Fighting since Wednesday intensified, according to accounts of local residents who said that loud explosions were heard overnight across the city and into yesterday morning. Mediation efforts by tribal elders and officials over the past few days have come to no avail.

"It's been like a street war," they said adding that ambulances have been ferrying the wounded to hospitals. They spoke on condition of anonymity, fearing reprisals. There has been no official word on casualties but the International Committee of the Red Cross said that dozens were killed and hundreds were wounded in the fighting.

Amid the escalating violence, ex-President Ali Abdullah Saleh announced in a televised interview on yesterday with Yemen al-Youm that he is open to dialogue and is willing to open a "new page" to deal with the Saudi coalition after ending its blockade and ceasing fire.

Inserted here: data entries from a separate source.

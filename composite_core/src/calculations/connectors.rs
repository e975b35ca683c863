//! # Connector Capacity
//!
//! Strength of one shear connector, the number of connectors between the
//! support and midspan, the horizontal shear needed for full composite
//! action, and the resulting percent composite.
//!
//! ## Assumptions
//!
//! - Studs project a fixed height above the deck ([`DesignSettings`])
//! - Deck reduction multiplies the concrete term before the `Asc·Fu` limit
//! - Rib concrete counts toward `Ac` only when ribs run parallel to the beam
//! - Connector count is truncated, never rounded up

use serde::{Deserialize, Serialize};

use super::{Connector, DeckOrientation, DesignInput, DesignSettings};
use crate::derivation::DerivationTrail;
use crate::equations::composite::{
    channel_nominal_strength, connectors_over_half_span,
    deck_reduction_factor, horizontal_shear_concrete, horizontal_shear_steel,
    percent_composite, perpendicular_deck_coefficient, stud_area, stud_concrete_strength,
    stud_nominal_strength, stud_rupture_strength, PARALLEL_DECK_COEFFICIENT,
};
use crate::equations::Equation;
use crate::errors::{nonzero, CalcResult};
use crate::materials::Concrete;
use crate::units::Kips;

const STAGE: &str = "Connector Capacity";

/// Intermediate values of the headed stud strength.
#[derive(Debug, Clone, Copy, PartialEq, Serialize, Deserialize)]
pub struct StudStrength {
    /// Shank area Asc (in²)
    pub asc_in2: f64,
    /// Stud height Hs (in)
    pub stud_height_in: f64,
    /// Orientation coefficient k
    pub deck_coefficient: f64,
    /// Formed deck reduction factor R (≤ 1.0)
    pub reduction_factor: f64,
    /// Concrete-crushing term 0.5·Asc·√(f'c·Ec) (kips)
    pub concrete_strength_kips: f64,
    /// Steel-rupture term Asc·Fu (kips)
    pub rupture_strength_kips: f64,
}

#[derive(Debug, Clone, PartialEq, Serialize, Deserialize)]
pub struct ConnectorResult {
    /// Concrete modulus Ec (ksi)
    pub ec_ksi: f64,

    /// Stud strength breakdown; `None` for channels
    pub stud: Option<StudStrength>,

    /// Nominal strength of one connector Qn (kips)
    pub unit_capacity_kips: f64,

    /// Connectors between support and midspan
    pub connector_count: u32,

    /// ΣQn over the half span (kips)
    pub total_capacity_kips: f64,

    /// Effective concrete area Ac (in²)
    pub concrete_area_in2: f64,

    /// Concrete limit 0.85·f'c·Ac (kips)
    pub concrete_limit_kips: f64,

    /// Steel limit As·Fy (kips)
    pub steel_limit_kips: f64,

    /// Horizontal shear for full composite action Vh (kips)
    pub required_shear_kips: f64,

    /// Percent composite action, 0 to 100
    pub percent_composite: f64,

    /// ΣQn ≥ Vh
    pub full_composite: bool,

    pub derivation: DerivationTrail,
}

/// Connector strength and composite action for a given effective width.
///
/// # Example
/// ```rust
/// use composite_core::calculations::connectors::connector_capacity;
/// use composite_core::calculations::{DesignInput, DesignSettings};
///
/// let input = DesignInput::typical_floor_beam();
/// let result = connector_capacity(&input, 90.0, &DesignSettings::default()).unwrap();
///
/// assert_eq!(result.connector_count, 15);
/// assert!((result.percent_composite - 62.27).abs() < 0.01);
/// ```
pub fn connector_capacity(
    input: &DesignInput,
    b_eff_in: f64,
    settings: &DesignSettings,
) -> CalcResult<ConnectorResult> {
    let fc = input.fc_ksi;
    let ec = Concrete::new(fc).modulus_ksi();
    let mut derivation = DerivationTrail::new();

    derivation.push_eq(
        "Ec",
        Equation::ConcreteModulus,
        format!("57000√({:.0} psi) / 1000 = {:.1} ksi", fc * 1000.0, ec),
    );

    let (qn, stud) = match &input.connector {
        Connector::Stud { diameter_in, fu_ksi, studs_per_rib } => {
            let hr = nonzero(STAGE, "rib_height_in", input.rib_height_in)?;
            let asc = stud_area(*diameter_in);
            let hs = hr + settings.stud_height_above_rib_in;
            let k = match input.deck_orientation {
                DeckOrientation::Perpendicular => perpendicular_deck_coefficient(*studs_per_rib),
                DeckOrientation::Parallel => PARALLEL_DECK_COEFFICIENT,
            };
            let r = deck_reduction_factor(k, input.rib_width_in, hr, hs);
            let concrete = stud_concrete_strength(asc, fc, ec);
            let rupture = stud_rupture_strength(asc, *fu_ksi);
            let qn = stud_nominal_strength(concrete, rupture, r);

            derivation.push_eq(
                "Asc",
                Equation::StudArea,
                format!("π × {:.3}² / 4 = {:.4} in²", diameter_in, asc),
            );
            derivation.push("Hs", format!("{:.2} + {:.2} = {:.2} in", hr, settings.stud_height_above_rib_in, hs));
            let k_text = match input.deck_orientation {
                DeckOrientation::Perpendicular => format!("0.85/√{} = {:.3}", studs_per_rib, k),
                DeckOrientation::Parallel => format!("{:.2} (parallel ribs)", k),
            };
            derivation.push("k", k_text);
            derivation.push_eq(
                "R",
                Equation::DeckReductionFactor,
                format!(
                    "min(1.0, {:.3} × ({:.2}/{:.2}) × ({:.2}/{:.2} − 1)) = {:.3}",
                    k, input.rib_width_in, hr, hs, hr, r
                ),
            );
            derivation.push_eq(
                "Qn",
                Equation::StudNominalStrength,
                format!(
                    "min({:.3} × 0.5 × {:.4} × √({:.1} × {:.1}), {:.4} × {:.1}) = min({:.2}, {:.2}) = {:.2} kips",
                    r, asc, fc, ec, asc, fu_ksi, r * concrete, rupture, qn
                ),
            );

            let stud = StudStrength {
                asc_in2: asc,
                stud_height_in: hs,
                deck_coefficient: k,
                reduction_factor: r,
                concrete_strength_kips: concrete,
                rupture_strength_kips: rupture,
            };
            (qn, Some(stud))
        }
        Connector::Channel { flange_thickness_in, web_thickness_in, length_in } => {
            let qn = channel_nominal_strength(*flange_thickness_in, *web_thickness_in, *length_in, fc, ec);
            derivation.push_eq(
                "Qn",
                Equation::ChannelNominalStrength,
                format!(
                    "0.3 × ({:.3} + 0.5 × {:.3}) × {:.2} × √({:.1} × {:.1}) = {:.2} kips",
                    flange_thickness_in, web_thickness_in, length_in, fc, ec, qn
                ),
            );
            (qn, None)
        }
    };

    let span_in = input.span_ft * 12.0;
    let count = connectors_over_half_span(span_in, input.connector_spacing_in);
    let total = (Kips(qn) * f64::from(count)).value();
    derivation.push_eq(
        "N",
        Equation::ConnectorCount,
        format!("floor(({:.2}/2) / {:.2}) = {}", span_in, input.connector_spacing_in, count),
    );
    derivation.push("ΣQn", format!("{} × {:.2} = {:.2} kips", count, qn, total));

    let tc = input.slab_thickness_in;
    let slab_area = b_eff_in * tc;
    let concrete_area = match input.deck_orientation {
        DeckOrientation::Perpendicular => {
            derivation.push("Ac", format!("{:.2} × {:.2} = {:.2} in² (ribs excluded)", b_eff_in, tc, slab_area));
            slab_area
        }
        DeckOrientation::Parallel => {
            let pitch = nonzero(STAGE, "rib_pitch_in", settings.rib_pitch_in)?;
            let rib_area = b_eff_in * (input.rib_width_in / pitch) * input.rib_height_in;
            derivation.push(
                "Ac",
                format!(
                    "{:.2} × {:.2} + {:.2} × ({:.2}/{:.0}) × {:.2} = {:.2} in²",
                    b_eff_in, tc, b_eff_in, input.rib_width_in, pitch, input.rib_height_in,
                    slab_area + rib_area
                ),
            );
            slab_area + rib_area
        }
    };

    let concrete_limit = horizontal_shear_concrete(fc, concrete_area);
    let steel_limit = horizontal_shear_steel(input.beam.area_in2, input.fy_ksi);
    let vh = concrete_limit.min(steel_limit);
    derivation.push_eq(
        "Vh",
        Equation::RequiredHorizontalShear,
        format!(
            "min(0.85 × {:.1} × {:.2}, {:.2} × {:.1}) = min({:.2}, {:.2}) = {:.2} kips",
            fc, concrete_area, input.beam.area_in2, input.fy_ksi, concrete_limit, steel_limit, vh
        ),
    );

    let percent = percent_composite(total, vh);
    derivation.push_eq(
        "%comp",
        Equation::PercentComposite,
        format!("min(100, {:.2} / {:.2} × 100) = {:.1} %", total, vh, percent),
    );

    Ok(ConnectorResult {
        ec_ksi: ec,
        stud,
        unit_capacity_kips: qn,
        connector_count: count,
        total_capacity_kips: total,
        concrete_area_in2: concrete_area,
        concrete_limit_kips: concrete_limit,
        steel_limit_kips: steel_limit,
        required_shear_kips: vh,
        percent_composite: percent,
        full_composite: total >= vh,
        derivation,
    })
}

#[cfg(test)]
mod tests {
    use super::*;
    use crate::calculations::test_inputs::{channel_input, parallel_input};

    fn run(input: &DesignInput) -> ConnectorResult {
        connector_capacity(input, 90.0, &DesignSettings::default()).unwrap()
    }

    #[test]
    fn test_typical_stud_perpendicular() {
        let result = run(&DesignInput::typical_floor_beam());
        let stud = result.stud.unwrap();

        assert!((result.ec_ksi - 3122.0186).abs() < 1e-3);
        assert!((stud.asc_in2 - 0.441786).abs() < 1e-6);
        assert_eq!(stud.stud_height_in, 5.0);
        assert_eq!(stud.reduction_factor, 1.0);
        assert!((result.unit_capacity_kips - 21.37769).abs() < 1e-4);
        assert_eq!(result.connector_count, 15);
        assert!((result.total_capacity_kips - 320.6654).abs() < 1e-3);
        assert_eq!(result.concrete_area_in2, 225.0);
        assert!((result.concrete_limit_kips - 573.75).abs() < 1e-9);
        assert!((result.steel_limit_kips - 515.0).abs() < 1e-9);
        assert!((result.required_shear_kips - 515.0).abs() < 1e-9);
        assert!((result.percent_composite - 62.2651).abs() < 1e-3);
        assert!(!result.full_composite);
    }

    #[test]
    fn test_parallel_ribs_reduce_studs_and_add_rib_concrete() {
        let result = run(&parallel_input());
        let stud = result.stud.unwrap();

        assert!((stud.reduction_factor - 0.8).abs() < 1e-12);
        assert!((result.unit_capacity_kips - 17.10215).abs() < 1e-4);
        assert!((result.total_capacity_kips - 256.5323).abs() < 1e-3);
        assert!((result.concrete_area_in2 - 360.0).abs() < 1e-9);
        assert!((result.percent_composite - 49.8121).abs() < 1e-3);
    }

    #[test]
    fn test_channel_full_composite() {
        let result = run(&channel_input());
        assert!(result.stud.is_none());
        assert!((result.unit_capacity_kips - 45.98909).abs() < 1e-4);
        assert!((result.total_capacity_kips - 689.836).abs() < 1e-2);
        assert_eq!(result.percent_composite, 100.0);
        assert!(result.full_composite);
        assert!(result.derivation.get("R").is_none());
    }

    #[test]
    fn test_rupture_limit_governs_strong_concrete() {
        let mut input = DesignInput::typical_floor_beam();
        input.fc_ksi = 8.0;
        let result = run(&input);
        let stud = result.stud.unwrap();
        assert_eq!(result.unit_capacity_kips, stud.rupture_strength_kips);
    }

    #[test]
    fn test_two_studs_per_rib_reduce_capacity() {
        let mut input = DesignInput::typical_floor_beam();
        input.rib_width_in = 4.5;
        let one = run(&input).unit_capacity_kips;

        input.connector = Connector::Stud { diameter_in: 0.75, fu_ksi: 65.0, studs_per_rib: 2 };
        let two = run(&input);
        assert!(two.unit_capacity_kips < one);
        // 0.85/√2 × 1.5 × 2/3 = 0.601
        assert!((two.stud.unwrap().reduction_factor - 0.601041).abs() < 1e-6);
    }

    #[test]
    fn test_count_monotonic_in_spacing() {
        let mut input = DesignInput::typical_floor_beam();
        let mut previous = 0;
        for spacing in [36.0, 24.0, 16.0, 12.0, 8.0, 6.0] {
            input.connector_spacing_in = spacing;
            let n = run(&input).connector_count;
            assert!(n >= previous);
            previous = n;
        }
    }

    #[test]
    fn test_no_connectors_gives_zero_percent() {
        let mut input = DesignInput::typical_floor_beam();
        input.connector_spacing_in = 400.0;
        let result = run(&input);
        assert_eq!(result.connector_count, 0);
        assert_eq!(result.total_capacity_kips, 0.0);
        assert_eq!(result.percent_composite, 0.0);
    }

    #[test]
    fn test_deterministic() {
        let input = parallel_input();
        let a = run(&input);
        let b = run(&input);
        assert_eq!(a.total_capacity_kips.to_bits(), b.total_capacity_kips.to_bits());
        assert_eq!(a.percent_composite.to_bits(), b.percent_composite.to_bits());
        assert_eq!(a, b);
    }
}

The US-backed Saudi-led coalition has been fighting to defeat the Iran-backed Houthis along with Saleh's forces in Yemen since March 2015. The coalition had also imposed a blockade on the country, allowing occasional humanitarian access, with the aim of reinstating the internationally recognized government of Saleh's successor, Abed Rabbo Mansour Hadi.

The UN urged the coalition in a statement yesterday to "fully lift" the blockade on Yemen's red sea ports saying that partial lifting only "slows the collapse toward a massive humanitarian tragedy costing millions of lives."

Saleh, who led Yemen for more than 30 years, was deposed after 2011 Arab Spring uprisings that swept the Middle East. The country has since fell into chaos and Saleh later joined Houthis to drive Hadi out of the capital in 2014.

In his address, he also blamed them for laying siege to the homes of several officials the General People's Congress which he leads and "storming" a mosque named after him. Shortly after, broadcasting of Yemen al-Youm was stopped under unclear circumstances.

Earlier, the rebel-run Al-Masirah TV quoted a Houthi spokesman as saying that Saleh's words are "a coup against the alliance and partnership".

Seeing the strains in the rebel alliance, the Saudi-led coalition said it realizes that the General People's Congress, which Saleh heads, has been through "difficult times" and urged them "get rid of the militias affiliated with Iran," referring to Houthis in a statement carried by the Saudi news agency SPA. The coalition also stressed its confidence in GPC's partiality to serve the Yemeni people's interests.

The Arab world's poorest country suffered heavy losses due to the war which killed more than 10,000 people, displace over three million, pushed it to the brink of famine and contributed to an exacerbating cholera epidemic.